1 -Compete aos centros de emprego e formação profissional:
a)Adotar um modelo de gestão por objetivos, com base em planos de atividades e orçamentos de gestão, elaborados de acordo com as necessidades detetadas e as prioridades de intervenção estabelecidas;
b)Incentivar e promover a realização das ações conducentes à adequada organização, gestão e funcionamento do mercado de emprego envolvente;
c)Potenciar o ajustamento entre a procura e a oferta de emprego e de formação profissional, visando a promoção do emprego e o desenvolvimento de competências adequadas às necessidades das pessoas e das organizações;
d)Recolher e difundir informações sobre a situação do mercado de emprego, proceder à respetiva análise e perspetivar a sua evolução ou tendências com base no conhecimento e caracterização da procura e da oferta;
e)Incentivar as autarquias e demais entidades públicas, as organizações de empregadores e de trabalhadores e outras instituições vocacionadas para o desenvolvimento sociolocal, no sentido de serem consideradas, na sua atuação, as problemáticas do emprego, da formação e da reintegração dos grupos sociais mais desfavorecidos;
f)Colaborar na deteção de necessidades locais de formação e integração profissional, propor a realização de ações adequadas e assegurar o acompanhamento e apoio necessários;
g)Apoiar e dinamizar a realização de programas de formação profissional, de criação de emprego, de autoemprego e de empresas;
h)Promover iniciativas inovadoras que se traduzam na integração de grupos específicos de candidatos a emprego, em particular de públicos mais desfavorecidos e de pessoas com deficiência ou incapacidade;
i)Assegurar um atendimento integrado e personalizado dos indivíduos ou entidades utentes do centro, propiciando o apoio técnico e administrativo mais adequado ao encaminhamento das solicitações que lhe sejam colocadas;
j)Encaminhar os seus utentes para os centros de formação profissional de gestão participada, outras entidades formadoras certificadas, empresas e organizações da economia social, tendo em vista a obtenção de uma qualificação profissional e a integração no mercado de trabalho;
k)Programar, executar ou apoiar e avaliar ações de formação profissional inicial ou contínua, incluindo o reconhecimento, validação e certificação de competências, com vista à qualificação dos recursos humanos, à promoção do emprego, à valorização das empresas e ao desenvolvimento socioeconómico regional e local;
l)Proporcionar serviços de informação e orientação profissional, tendo em conta os públicos prioritários, designadamente os jovens, os desempregados de longa duração, as mulheres, os grupos sociais desfavorecidos e os ex-formandos;
m)Assegurar a informação sobre a inserção na vida ativa dos seus ex-formandos, avaliando a adequação e impacte das ações desenvolvidas;
n)Proporcionar serviços de apoio aos formandos, designadamente no plano técnico-pedagógico, social e administrativo, e dinamizar, em colaboração com outras entidades da região, atividades que promovam a sua plena inserção profissional e social;
o)Colaborar na avaliação técnico-pedagógica da formação ministrada por outras entidades na sua área de intervenção, assim como na certificação dos formadores, dos formandos e dos sistemas de formação;
p)Elaborar as candidaturas aos programas de cofinanciamento comunitário, designadamente ao FSE e FEDER, no caso dos centros sedeados em regiões elegíveis, bem como garantir o respetivo acompanhamento, controlo e apresentação de saldos;
q)Participar em estudos comunitários e internacionais no âmbito do emprego, formação e reabilitação profissional, tendo em vista a melhoria dos modelos de gestão e dos processos operacionais, através da adoção de boas práticas.

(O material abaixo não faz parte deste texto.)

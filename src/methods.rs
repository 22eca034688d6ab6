/*
MIT License

Copyright (c) 2026 Raja Lehtihet and Wael El Oraiby

Permission is hereby granted, free of charge, to any person obtaining a copy
of this software and associated documentation files (the "Software"), to deal
in the Software without restriction, including without limitation the rights
to use, copy, modify, merge, publish, distribute, sublicense, and/or sell
copies of the Software, and to permit persons to whom the Software is
furnished to do so, subject to the following conditions:

The above copyright notice and this permission notice shall be included in all
copies or substantial portions of the Software.

THE SOFTWARE IS PROVIDED "AS IS", WITHOUT WARRANTY OF ANY KIND, EXPRESS OR
IMPLIED, INCLUDING BUT NOT LIMITED TO THE WARRANTIES OF MERCHANTABILITY,
FITNESS FOR A PARTICULAR PURPOSE AND NONINFRINGEMENT. IN NO EVENT SHALL THE
AUTHORS OR COPYRIGHT HOLDERS BE LIABLE FOR ANY CLAIM, DAMAGES OR OTHER
LIABILITY, WHETHER IN AN ACTION OF CONTRACT, TORT OR OTHERWISE, ARISING FROM,
OUT OF OR IN CONNECTION WITH THE SOFTWARE OR THE USE OR OTHER DEALINGS IN THE
SOFTWARE.
*/

//! Whole-method synthesis: classify a signature into the mapping shape it
//! admits, then generate the body statements for that shape.

use tracing::debug;

use crate::diagnostics::{MissingConversion, Result, SynthesisError};
use crate::engine::{
    EngineMode, MappingElement, MappingEngine, MappingPath, SynthesisOptions,
};
use crate::matching;
use crate::sources::{LocalSymbol, SourceFinder};
use crate::syntax::{Expr, Stmt};
use crate::types::{AnnotatedType, ObjectField, ParameterDef, TypeId, TypeUniverse};

/// A method the host wants implemented.
#[derive(Debug, Clone, PartialEq)]
pub struct MethodSignature {
    /// Method name.
    pub name: String,
    /// Declared parameters, in order.
    pub parameters: Vec<ParameterDef>,
    /// Return type; `None` is void.
    pub return_type: Option<AnnotatedType>,
    /// Type the method is declared on.
    pub containing_type: TypeId,
    /// Whether the signature is a constructor.
    pub is_constructor: bool,
}

/// The mapping shape a signature admits.
#[derive(Debug, Clone, Copy, PartialEq, Eq)]
pub enum MethodShape {
    /// One parameter, returned as a deep copy of itself.
    Identity,
    /// Parameters in, freshly constructed return value out.
    PureMapping,
    /// Constructor assigning its parameters onto the new instance.
    MappingConstructor,
    /// Void single-parameter update of the containing instance.
    UpdateThis,
    /// Void multi-parameter update of the containing instance.
    UpdateThisMulti,
    /// Void update of the second parameter from the first.
    UpdateParameter,
    /// Zero parameters; maps the containing instance onto the return type.
    ThisToOther,
}

/// Result of implementing one method.
#[derive(Debug, Clone, PartialEq)]
pub struct SynthesizedMethod {
    /// Body statements, in order.
    pub statements: Vec<Stmt>,
    /// The shape generation followed.
    pub shape: MethodShape,
    /// Conversion pairs left for the caller to supply.
    pub missing_conversions: Vec<MissingConversion>,
}

/// Classifies a signature, or `None` when no shape admits an implementation.
pub fn classify_method(
    universe: &TypeUniverse,
    signature: &MethodSignature,
) -> Option<MethodShape> {
    let parameters = &signature.parameters;
    if signature.is_constructor {
        return (!parameters.is_empty()).then_some(MethodShape::MappingConstructor);
    }
    match (parameters.len(), signature.return_type) {
        (0, Some(ret)) if !universe.is_simple(ret.ty) => Some(MethodShape::ThisToOther),
        (1, Some(ret)) if ret.ty == parameters[0].ty.ty => Some(MethodShape::Identity),
        (n, Some(_)) if n >= 1 => Some(MethodShape::PureMapping),
        (1, None) => Some(MethodShape::UpdateThis),
        (2, None) if !universe.is_simple(parameters[1].ty.ty) => {
            Some(MethodShape::UpdateParameter)
        }
        (n, None) if n >= 2 => Some(MethodShape::UpdateThisMulti),
        _ => None,
    }
}

pub(crate) fn implement(
    universe: &TypeUniverse,
    signature: &MethodSignature,
    options: &SynthesisOptions,
) -> Result<SynthesizedMethod> {
    let Some(shape) = classify_method(universe, signature) else {
        return Err(SynthesisError::UnsupportedMethodShape(
            signature.name.clone(),
        ));
    };
    debug!("implementing '{}' as {:?}", signature.name, shape);

    let mode = if shape == MethodShape::Identity {
        EngineMode::Clone
    } else {
        EngineMode::Mapping
    };
    let mut engine = MappingEngine::new(universe, options, mode);
    let mut path = MappingPath::new();

    let statements = match shape {
        MethodShape::Identity => {
            let parameter = &signature.parameters[0];
            let target = signature.return_type.unwrap_or(parameter.ty);
            let source = MappingElement::identifier(parameter.name.clone(), parameter.ty);
            let copy = engine.map(source, target, &mut path)?;
            vec![Stmt::return_value(copy.expr)]
        }
        MethodShape::PureMapping => {
            let target = expected_return(signature)?;
            let finder = pure_sources(universe, &engine, &signature.parameters);
            let construction = engine.construct(target, &finder, &mut path)?;
            vec![Stmt::return_value(construction)]
        }
        MethodShape::MappingConstructor => {
            let finder = if signature.parameters.len() == 1 {
                let parameter = &signature.parameters[0];
                SourceFinder::object_members_with(
                    MappingElement::identifier(parameter.name.clone(), parameter.ty),
                    engine.ctx().acronym_matching(),
                )
            } else {
                parameter_locals(&engine, &signature.parameters)
            };
            assign_members(
                &mut engine,
                Expr::ident("this"),
                signature.containing_type,
                &finder,
                true,
                &mut path,
            )?
        }
        MethodShape::UpdateThis => {
            let parameter = &signature.parameters[0];
            let members = SourceFinder::object_members_with(
                MappingElement::identifier(parameter.name.clone(), parameter.ty),
                engine.ctx().acronym_matching(),
            );
            let assigned = assign_members(
                &mut engine,
                Expr::ident("this"),
                signature.containing_type,
                &members,
                false,
                &mut path,
            )?;
            if !assigned.is_empty() {
                assigned
            } else {
                // The parameter exposed nothing usable; treat it like the
                // multi-parameter update and match it as a local instead.
                let locals = parameter_locals(&engine, &signature.parameters);
                assign_members(
                    &mut engine,
                    Expr::ident("this"),
                    signature.containing_type,
                    &locals,
                    false,
                    &mut path,
                )?
            }
        }
        MethodShape::UpdateThisMulti => {
            let locals = parameter_locals(&engine, &signature.parameters);
            assign_members(
                &mut engine,
                Expr::ident("this"),
                signature.containing_type,
                &locals,
                false,
                &mut path,
            )?
        }
        MethodShape::UpdateParameter => {
            let from = &signature.parameters[0];
            let to = &signature.parameters[1];
            let members = SourceFinder::object_members_with(
                MappingElement::identifier(from.name.clone(), from.ty),
                engine.ctx().acronym_matching(),
            );
            assign_members(
                &mut engine,
                Expr::ident(to.name.clone()),
                to.ty.ty,
                &members,
                false,
                &mut path,
            )?
        }
        MethodShape::ThisToOther => {
            let target = expected_return(signature)?;
            let source = MappingElement::identifier(
                "this",
                AnnotatedType::non_null(signature.containing_type),
            );
            let mapped = engine.map(source, target, &mut path)?;
            vec![Stmt::return_value(mapped.expr)]
        }
    };

    Ok(SynthesizedMethod {
        statements,
        shape,
        missing_conversions: engine.drain_missing(),
    })
}

fn expected_return(signature: &MethodSignature) -> Result<AnnotatedType> {
    signature
        .return_type
        .ok_or_else(|| SynthesisError::UnsupportedMethodShape(signature.name.clone()))
}

// Single parameter: its members. Several: the parameters as locals, then
// each non-simple parameter's members as ordered fallbacks.
fn pure_sources(
    universe: &TypeUniverse,
    engine: &MappingEngine<'_>,
    parameters: &[ParameterDef],
) -> SourceFinder<'static> {
    let acronyms = engine.ctx().acronym_matching();
    if parameters.len() == 1 {
        let parameter = &parameters[0];
        return SourceFinder::object_members_with(
            MappingElement::identifier(parameter.name.clone(), parameter.ty),
            acronyms,
        );
    }
    let mut finders = vec![parameter_locals(engine, parameters)];
    for parameter in parameters {
        if !universe.is_simple(parameter.ty.ty) {
            finders.push(SourceFinder::object_members_with(
                MappingElement::identifier(parameter.name.clone(), parameter.ty),
                acronyms,
            ));
        }
    }
    SourceFinder::ordered(finders)
}

fn parameter_locals(
    engine: &MappingEngine<'_>,
    parameters: &[ParameterDef],
) -> SourceFinder<'static> {
    let locals = parameters
        .iter()
        .map(|parameter| LocalSymbol::new(parameter.name.clone(), parameter.ty))
        .collect();
    if engine.ctx().local_type_fallback() {
        SourceFinder::locals_with_type_fallback(locals)
    } else {
        SourceFinder::locals(locals)
    }
}

/// Assignment statements for every settable member of `receiver_ty` the
/// finder resolves, each value mapped through the engine.
fn assign_members(
    engine: &mut MappingEngine<'_>,
    receiver: Expr,
    receiver_ty: TypeId,
    finder: &SourceFinder<'_>,
    in_constructor: bool,
    path: &mut MappingPath,
) -> Result<Vec<Stmt>> {
    let universe = engine.ctx().universe();
    let targets: Vec<ObjectField> = universe
        .object_fields(receiver_ty)
        .into_iter()
        .filter(|field| {
            if in_constructor {
                field.can_be_set_in_constructor(universe, receiver_ty, engine.ctx().access())
            } else {
                field.can_be_set(universe, receiver_ty, engine.ctx().access())
            }
        })
        .collect();
    let matches = matching::match_fields(&targets, finder, engine.ctx())?;
    let mut statements = Vec::with_capacity(matches.len());
    for found in matches {
        let value = engine.map(found.source, found.target.ty, path)?;
        statements.push(Stmt::assign(
            Expr::member(receiver.clone(), found.target.name),
            value.expr,
        ));
    }
    Ok(statements)
}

2 -Os centros de emprego exercem, no seu âmbito de intervenção, as competências constantes do número anterior, atentas as necessidades do mercado de emprego e de qualificação dos recursos humanos da sua área de influência.
3 -O centro de formação e reabilitação profissional exerce, no seu âmbito de intervenção, as competências constantes do n.º 1, atentas as particulares necessidades dos públicos mais desfavorecidos, com deficiência ou incapacidade, designadamente ao nível da avaliação, orientação, formação, readaptação e inserção no mercado de emprego.